My expectation of this program is that the body of the request is always dropped by the time that the only live value is the sender itself. Effectively this should never print body wasn't dropped.

Actual Behavior

Locally ~2m iterations show ~20 instances of the body not being dropped before the sender is fully dropped. This is how in Wasmtime's embedding it ended up showing as a timeout because we rely on the body being dropped to register when the request is sent and such (or an error occurred).

Additional Context

Some poking and prodding around things shows that one possible culprit here is this line which is a bit more robust using Tokio's try_recv (my guess is that try_recv was added after this was authored).
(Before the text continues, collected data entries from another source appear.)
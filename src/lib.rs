//! Timer Sync - An authoritative countdown timer server with real-time state sync
//!
//! The server owns a fixed set of countdown timers, advances them once per
//! second and pushes a full snapshot to every connected WebSocket client after
//! each change. Clients send partial updates that are merged last-write-wins.

pub mod api;
pub mod client;
pub mod config;
pub mod error;
pub mod protocol;
pub mod state;
pub mod tasks;
pub mod utils;

// Re-export commonly used types
pub use api::create_router;
pub use config::{Config, WatchConfig};
pub use error::SyncError;
pub use state::{AppState, Snapshot, TimerPatch, TimerRecord, TimerStore};
pub use utils::signals::shutdown_signal;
Even with that, however, the program above still doesn't drop the body 100% of the time, and this seems due to the fact that even if close has been called on a channel it's possible for try_recv to return Empty (as opposed to Disconnected) if there's an outstanding permit of a message being sent. I think this is basically still a race between the sender/receiver where try_recv isn't enough, hyper would have to loop over try_recv.